Are they going too far with online witch-hunts?

Personal details and photos being splashed online, raising concerns

WHEN grassroots volunteer Peter (not his real name) began discussing government policies on Facebook pages, he never imagined he would become the target of an online witch-hunt.

But within days of his engaging with some opposition supporters online, his personal details and pictures appeared on forums and websites. ‘They not only put up my personal photos, but they also published my residential address, my work address, e-mail and mobile phone number. I felt very intimidated, and I worried for my safety and my family,’ said Peter who is in his 20s.

Peter, who made a police report, declined to be named as he fears further reprisals. But the incident, which happened two years ago, still rankles him.

‘I felt violated, seeing all my personal information leaked online. The worst thing is that even now, I still don’t know who did it because they posted it anonymously,’ he added.

What happened to Peter has also happened to other people who were targeted by netizens for a range of reasons.

The targets include polytechnic student Lai Shimun who last month tweeted a racist remark about Indians; an unnamed ‘IT woman’ involved in a corruption probe in January; and university student Zheng Huiting who made an insensitive Facebook comment on the death of a full-time national serviceman this week.

The growing trend has raised questions on whether Internet vigilantism is going overboard. Known as ‘CSI-ing’ in Internet parlance, after the American TV show Crime Scene Investigation, it sees netizens trawling blogs and social media networks like Facebook and Twitter for information about a targeted individual.

Once collected, it is put up on Internet forums and websites.

The social phenomenon of online shaming is not new. Associate Professor Daniel Goh, a sociologist with the National University of Singapore, noted that citizen journalism portals such as Stomp have allowed people to upload pictures of those engaging in anti-social behaviour like eating on MRT trains.

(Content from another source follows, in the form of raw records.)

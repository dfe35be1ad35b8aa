//! Type-safe values parsed from user input
//!
//! Free-text CLI arguments are turned into these types once, so the rest of
//! the crate never handles raw amount or host strings.

use std::fmt;
use std::str::FromStr;
use std::sync::LazyLock;

use regex::Regex;
use reqwest::Url;
use serde::Serialize;
use strum::{Display, EnumString};

use crate::error::{DoserError, Result};

/// Default doser address on the local network
pub const DEFAULT_HOST: &str = "http://nutrient-doser.lan";

/// Millilitres in one US gallon, as the doser firmware counts them
pub const ML_PER_GALLON: f64 = 3785.41;

/// `<number><optional whitespace><unit>` anchored at the start of the input.
/// Anything after the unit token is ignored.
static AMOUNT_PATTERN: LazyLock<Regex> = LazyLock::new(|| {
    Regex::new(r"(?i)^([0-9]+(?:\.[0-9]+)?)\s*(ml|l|gal)").expect("amount pattern is valid")
});

/// Volume unit of the target solution.
///
/// Parsing is case-insensitive; display and the wire form are fixed
/// (`Ml`, `L`, `Gal`), which is what the doser's `/dose` endpoint accepts.
#[derive(Debug, Clone, Copy, PartialEq, Eq, Serialize)]
#[derive(Display, EnumString)]
#[strum(ascii_case_insensitive)]
pub enum VolumeUnit {
    #[strum(serialize = "ml", to_string = "Ml")]
    Ml,
    #[strum(serialize = "l", to_string = "L")]
    L,
    #[strum(serialize = "gal", to_string = "Gal")]
    Gal,
}

impl VolumeUnit {
    /// Millilitres per one of this unit
    pub fn scale_to_ml(&self) -> f64 {
        match self {
            Self::Ml => 1.0,
            Self::L => 1000.0,
            Self::Gal => ML_PER_GALLON,
        }
    }
}

/// Target volume of solution to mix, e.g. `2.5 L`
#[derive(Debug, Clone, Copy, PartialEq)]
pub struct TargetAmount {
    pub value: f64,
    pub unit: VolumeUnit,
}

impl TargetAmount {
    pub fn in_ml(&self) -> f64 {
        self.value * self.unit.scale_to_ml()
    }

    pub fn in_gallons(&self) -> f64 {
        self.in_ml() / ML_PER_GALLON
    }
}

impl FromStr for TargetAmount {
    type Err = DoserError;

    fn from_str(s: &str) -> Result<Self> {
        let caps = AMOUNT_PATTERN
            .captures(s)
            .ok_or_else(|| DoserError::invalid_amount(s))?;

        let value: f64 = caps[1]
            .parse()
            .map_err(|_| DoserError::invalid_amount(s))?;
        // A long enough digit run overflows to infinity
        if !value.is_finite() {
            return Err(DoserError::invalid_amount(s));
        }

        let unit = VolumeUnit::from_str(&caps[2]).map_err(|_| DoserError::invalid_amount(s))?;

        Ok(Self { value, unit })
    }
}

impl fmt::Display for TargetAmount {
    fn fmt(&self, f: &mut fmt::Formatter<'_>) -> fmt::Result {
        write!(f, "{} {}", self.value, self.unit)
    }
}

/// Base URL of a doser, guaranteed to use http or https
#[derive(Debug, Clone, PartialEq, Eq)]
pub struct DoserHost(String);

impl DoserHost {
    /// Full URL of an endpoint on this doser, e.g. `endpoint("dose")`
    pub fn endpoint(&self, path: &str) -> String {
        format!("{}/{}", self.0.trim_end_matches('/'), path)
    }

    pub fn as_str(&self) -> &str {
        &self.0
    }
}

impl Default for DoserHost {
    fn default() -> Self {
        Self(DEFAULT_HOST.to_string())
    }
}

impl FromStr for DoserHost {
    type Err = DoserError;

    fn from_str(s: &str) -> Result<Self> {
        // "device.lan" has no scheme at all
        if !s.contains(':') {
            return Err(DoserError::invalid_host_scheme(""));
        }

        let url = Url::parse(s).map_err(|e| DoserError::InvalidHost {
            url: s.to_string(),
            reason: e.to_string(),
        })?;

        match url.scheme() {
            "http" | "https" => Ok(Self(s.to_string())),
            other => Err(DoserError::invalid_host_scheme(other)),
        }
    }
}

impl fmt::Display for DoserHost {
    fn fmt(&self, f: &mut fmt::Formatter<'_>) -> fmt::Result {
        f.write_str(&self.0)
    }
}

#[cfg(test)]
mod tests {
    use super::*;

    fn amount(s: &str) -> TargetAmount {
        s.parse().expect("amount should parse")
    }

    #[test]
    fn test_amount_examples() {
        assert_eq!(amount("500ml"), TargetAmount { value: 500.0, unit: VolumeUnit::Ml });
        assert_eq!(amount("2.5 L"), TargetAmount { value: 2.5, unit: VolumeUnit::L });
        assert_eq!(amount("1gal"), TargetAmount { value: 1.0, unit: VolumeUnit::Gal });
    }

    #[test]
    fn test_amount_without_leading_number_is_rejected() {
        for input in ["GAL5", "abc", "", " 5ml", "ml", ".5 gal", "5", "5 oz"] {
            let err = input.parse::<TargetAmount>().unwrap_err();
            assert!(
                matches!(err, DoserError::InvalidAmount(ref s) if s == input),
                "{input:?} gave {err:?}"
            );
        }
    }

    #[test]
    fn test_amount_ignores_trailing_text() {
        assert_eq!(amount("5 gallons"), TargetAmount { value: 5.0, unit: VolumeUnit::Gal });
        assert_eq!(amount("3 liters"), TargetAmount { value: 3.0, unit: VolumeUnit::L });
    }

    #[test]
    fn test_amount_trailing_dot_is_not_a_fraction() {
        // "1." is not followed by digits, so the unit must come right after "1"
        assert!("1.gal".parse::<TargetAmount>().is_err());
    }

    #[test]
    fn test_unit_normalization() {
        for input in ["5ML", "5Ml", "5ml", "5mL"] {
            assert_eq!(amount(input).unit.to_string(), "Ml");
        }
        assert_eq!(amount("5l").unit.to_string(), "L");
        assert_eq!(amount("5GAL").unit.to_string(), "Gal");
    }

    #[test]
    fn test_unit_wire_form_matches_display() {
        for unit in [VolumeUnit::Ml, VolumeUnit::L, VolumeUnit::Gal] {
            let json = serde_json::to_string(&unit).unwrap();
            assert_eq!(json, format!("\"{unit}\""));
        }
    }

    #[test]
    fn test_overflowing_amount_is_rejected() {
        let huge = format!("{}ml", "9".repeat(400));
        assert!(huge.parse::<TargetAmount>().is_err());
    }

    #[test]
    fn test_amount_conversions() {
        let a = amount("2 gal");
        assert!((a.in_ml() - 7570.82).abs() < 1e-9);
        assert!((a.in_gallons() - 2.0).abs() < 1e-12);
        assert!((amount("1 L").in_ml() - 1000.0).abs() < f64::EPSILON);
    }

    #[test]
    fn test_host_scheme_validation() {
        assert!(matches!(
            "ftp://device.lan".parse::<DoserHost>(),
            Err(DoserError::InvalidHostScheme(ref s)) if s == "ftp"
        ));
        assert!(matches!(
            "device.lan".parse::<DoserHost>(),
            Err(DoserError::InvalidHostScheme(ref s)) if s.is_empty()
        ));
        assert!("https://device.lan:8080".parse::<DoserHost>().is_ok());
        assert!("http://192.168.1.40".parse::<DoserHost>().is_ok());
    }

    #[test]
    fn test_host_endpoint() {
        assert_eq!(DoserHost::default().endpoint("dose"), "http://nutrient-doser.lan/dose");
        let host: DoserHost = "https://device.lan:8080/".parse().unwrap();
        assert_eq!(host.endpoint("dose"), "https://device.lan:8080/dose");
    }
}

But online shaming has taken a more intense turn in recent years, where netizens have started publishing their targets’ private photos, personal information, addresses and pictures of their targets’ loved ones. This in turn has raised questions about invasion of privacy and defamation.

Innocent parties have also been wrongly fingered. Earlier this week, netizens dished out the CSI treatment to 17-year-old Kenneth Milana, accusing him of disturbing his neighbours with noisy drumming. But it turned out they had targeted the wrong person.

‘Instead of using legal norms to sanction others, citizens are using technology to enforce societal norms. The problem is that there is no clearly outlined due process, nor avenues of appeal, unlike with institutions like the courts or the police,’ said new media academic Marko Skoric of the Nanyang Technological University.

Observers note that with the advent of social media, more Singaporeans are sharing personal information online, making it easier for people to keep tabs on total strangers.

A new generation of Singaporeans are also used to an online culture where ‘it’s generally easier for people to judge before they think’, said Ms Pat Law, founder of social media agency Goodstuph. ‘With our attention span getting shorter as a result of instant gratification online, it’s harder for a person to make discernment a discipline,’ she said.

Professor Ang Peng Hwa, director of the Singapore Internet Research Centre, said he did not expect such vigilantism to reach the levels seen in China, where a similar movement called the ‘human flesh search engine’ sees thousands of Internet users joining forces to target individuals, mostly corrupt government officials.

The difference is that Singapore is a small country where citizens still trust institutions like the police and courts, he said. In contrast, China has multiple levels of government with more possibilities for corrupt officials to rise.

Such efforts here are focused on pointing out civic misbehaviour, which Prof Ang said is ‘socially desirable’. But ‘the line is crossed when there is harm inflicted on the person being named and shamed over and above what is reasonable’, he warned.

For Peter, that line was crossed when his particulars were posted online. He hopes that there could be laws giving ‘CSI’ victims some legal recourse.

‘What they did to me was tantamount to harassment. Victims should be protected, and those responsible should be taken to task,’ he said.

Lawyers said it is possible to get the Internet Protocol addresses of anonymous commenters through a court order. But the process can be laborious and expensive, and cost a few thousand dollars.

The Government is currently mulling over possible laws to curb cyber bullying and online harassment. It is also urging netizens to come up with a code of conduct.